**WHAT IS EXPECTED:**
Return exactly the lines of the records below, starting at the line that contains "let bytes = match" and ending at the line that contains "let bytes = std::fs::read(path).map_err(|e|", with both of those lines kept.

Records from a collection
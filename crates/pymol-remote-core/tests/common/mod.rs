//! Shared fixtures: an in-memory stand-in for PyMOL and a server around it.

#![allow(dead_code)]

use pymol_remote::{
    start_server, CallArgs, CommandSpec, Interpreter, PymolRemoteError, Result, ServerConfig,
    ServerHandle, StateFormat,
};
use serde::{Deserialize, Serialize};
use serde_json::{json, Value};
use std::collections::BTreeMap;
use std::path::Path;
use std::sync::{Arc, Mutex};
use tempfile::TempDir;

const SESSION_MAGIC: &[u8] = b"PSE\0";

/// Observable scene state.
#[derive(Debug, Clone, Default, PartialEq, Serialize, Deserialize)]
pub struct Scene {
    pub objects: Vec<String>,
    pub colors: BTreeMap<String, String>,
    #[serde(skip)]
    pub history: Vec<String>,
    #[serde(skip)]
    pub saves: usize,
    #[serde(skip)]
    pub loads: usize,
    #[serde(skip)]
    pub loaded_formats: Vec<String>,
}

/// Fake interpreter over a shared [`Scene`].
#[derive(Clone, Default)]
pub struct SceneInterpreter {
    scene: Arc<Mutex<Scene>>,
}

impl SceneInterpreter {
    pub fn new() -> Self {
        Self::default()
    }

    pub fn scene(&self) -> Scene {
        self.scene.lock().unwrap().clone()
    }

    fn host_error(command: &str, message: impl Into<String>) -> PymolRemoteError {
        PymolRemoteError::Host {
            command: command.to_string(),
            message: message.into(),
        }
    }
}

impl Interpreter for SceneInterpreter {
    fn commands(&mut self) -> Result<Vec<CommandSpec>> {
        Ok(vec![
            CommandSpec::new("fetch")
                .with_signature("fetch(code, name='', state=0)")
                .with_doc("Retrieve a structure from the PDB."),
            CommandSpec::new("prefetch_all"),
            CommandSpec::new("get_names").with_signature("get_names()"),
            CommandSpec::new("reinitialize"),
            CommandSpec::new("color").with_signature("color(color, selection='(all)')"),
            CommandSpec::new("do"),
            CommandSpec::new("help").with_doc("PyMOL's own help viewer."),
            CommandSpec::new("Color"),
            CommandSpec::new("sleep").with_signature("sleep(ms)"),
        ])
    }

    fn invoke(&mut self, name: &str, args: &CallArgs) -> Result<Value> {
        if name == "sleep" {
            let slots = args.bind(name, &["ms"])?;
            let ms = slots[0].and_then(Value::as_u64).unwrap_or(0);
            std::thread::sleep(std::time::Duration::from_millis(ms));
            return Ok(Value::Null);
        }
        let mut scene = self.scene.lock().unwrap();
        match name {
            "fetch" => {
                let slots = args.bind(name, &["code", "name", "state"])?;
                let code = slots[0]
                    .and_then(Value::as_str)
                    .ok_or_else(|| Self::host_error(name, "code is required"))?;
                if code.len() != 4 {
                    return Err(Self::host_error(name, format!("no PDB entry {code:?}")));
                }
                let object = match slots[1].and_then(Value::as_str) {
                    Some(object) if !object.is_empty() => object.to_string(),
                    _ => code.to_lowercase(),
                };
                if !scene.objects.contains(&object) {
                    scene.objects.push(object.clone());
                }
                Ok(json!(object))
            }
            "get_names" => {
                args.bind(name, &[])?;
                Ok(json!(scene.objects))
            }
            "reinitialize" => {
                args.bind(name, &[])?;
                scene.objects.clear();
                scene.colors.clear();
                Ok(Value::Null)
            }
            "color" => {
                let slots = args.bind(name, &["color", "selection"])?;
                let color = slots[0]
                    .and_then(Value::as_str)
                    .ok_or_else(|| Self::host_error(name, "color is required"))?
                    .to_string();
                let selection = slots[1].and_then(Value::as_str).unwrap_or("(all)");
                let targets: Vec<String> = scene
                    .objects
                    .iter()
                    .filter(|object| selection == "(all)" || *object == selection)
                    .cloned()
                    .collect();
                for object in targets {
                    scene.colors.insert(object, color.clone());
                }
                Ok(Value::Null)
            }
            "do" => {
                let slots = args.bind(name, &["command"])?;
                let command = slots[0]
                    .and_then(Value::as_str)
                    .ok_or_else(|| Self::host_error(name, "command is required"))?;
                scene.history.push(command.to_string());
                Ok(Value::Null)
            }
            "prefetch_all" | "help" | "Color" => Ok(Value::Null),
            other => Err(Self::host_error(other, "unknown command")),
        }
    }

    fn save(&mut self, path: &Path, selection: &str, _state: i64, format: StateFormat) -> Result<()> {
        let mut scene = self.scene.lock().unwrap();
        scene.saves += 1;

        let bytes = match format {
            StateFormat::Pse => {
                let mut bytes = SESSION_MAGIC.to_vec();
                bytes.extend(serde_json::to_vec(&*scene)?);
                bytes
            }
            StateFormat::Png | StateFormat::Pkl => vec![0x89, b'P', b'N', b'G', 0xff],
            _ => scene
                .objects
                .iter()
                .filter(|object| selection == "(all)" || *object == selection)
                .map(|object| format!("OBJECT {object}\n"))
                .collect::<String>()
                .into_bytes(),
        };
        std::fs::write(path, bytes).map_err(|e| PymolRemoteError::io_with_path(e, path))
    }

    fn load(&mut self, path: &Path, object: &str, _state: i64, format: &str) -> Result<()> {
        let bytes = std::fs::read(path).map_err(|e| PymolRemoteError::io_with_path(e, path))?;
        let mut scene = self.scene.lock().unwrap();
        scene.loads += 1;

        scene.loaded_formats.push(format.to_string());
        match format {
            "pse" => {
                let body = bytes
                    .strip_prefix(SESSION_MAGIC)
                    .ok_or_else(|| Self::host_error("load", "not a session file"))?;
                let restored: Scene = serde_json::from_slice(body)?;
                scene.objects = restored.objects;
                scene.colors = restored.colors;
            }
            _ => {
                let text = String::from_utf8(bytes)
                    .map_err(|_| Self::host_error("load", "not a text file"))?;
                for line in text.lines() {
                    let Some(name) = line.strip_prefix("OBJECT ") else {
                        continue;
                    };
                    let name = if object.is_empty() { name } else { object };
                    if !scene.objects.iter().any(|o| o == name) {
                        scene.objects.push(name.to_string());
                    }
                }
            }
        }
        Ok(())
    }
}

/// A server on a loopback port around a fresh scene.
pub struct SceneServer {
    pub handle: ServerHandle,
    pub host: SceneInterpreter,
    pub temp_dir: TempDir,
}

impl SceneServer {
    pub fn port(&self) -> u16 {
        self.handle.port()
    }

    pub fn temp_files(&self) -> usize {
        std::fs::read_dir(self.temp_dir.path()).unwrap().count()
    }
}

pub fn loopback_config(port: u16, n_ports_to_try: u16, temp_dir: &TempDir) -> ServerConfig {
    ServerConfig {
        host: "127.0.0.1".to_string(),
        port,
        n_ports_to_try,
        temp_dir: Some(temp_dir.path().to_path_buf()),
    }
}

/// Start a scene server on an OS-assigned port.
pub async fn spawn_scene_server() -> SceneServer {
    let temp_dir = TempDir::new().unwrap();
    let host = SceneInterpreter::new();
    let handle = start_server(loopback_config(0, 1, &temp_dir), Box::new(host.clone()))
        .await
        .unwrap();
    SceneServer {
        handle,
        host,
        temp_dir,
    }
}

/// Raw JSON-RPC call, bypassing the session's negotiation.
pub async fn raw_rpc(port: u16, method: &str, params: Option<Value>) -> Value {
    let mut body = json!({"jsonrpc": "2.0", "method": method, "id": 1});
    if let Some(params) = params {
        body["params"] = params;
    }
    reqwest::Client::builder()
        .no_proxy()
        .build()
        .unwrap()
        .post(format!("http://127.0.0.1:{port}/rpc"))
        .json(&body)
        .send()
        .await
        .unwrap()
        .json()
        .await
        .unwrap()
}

**RESULT OF THIS EXERCISE:**
        let bytes = match format {
            StateFormat::Pse => {
                let mut bytes = SESSION_MAGIC.to_vec();
                bytes.extend(serde_json::to_vec(&*scene)?);
                bytes
            }
            StateFormat::Png | StateFormat::Pkl => vec![0x89, b'P', b'N', b'G', 0xff],
            _ => scene
                .objects
                .iter()
                .filter(|object| selection == "(all)" || *object == selection)
                .map(|object| format!("OBJECT {object}\n"))
                .collect::<String>()
                .into_bytes(),
        };
        std::fs::write(path, bytes).map_err(|e| PymolRemoteError::io_with_path(e, path))
    }

    fn load(&mut self, path: &Path, object: &str, _state: i64, format: &str) -> Result<()> {
        let bytes = std::fs::read(path).map_err(|e| PymolRemoteError::io_with_path(e, path))?;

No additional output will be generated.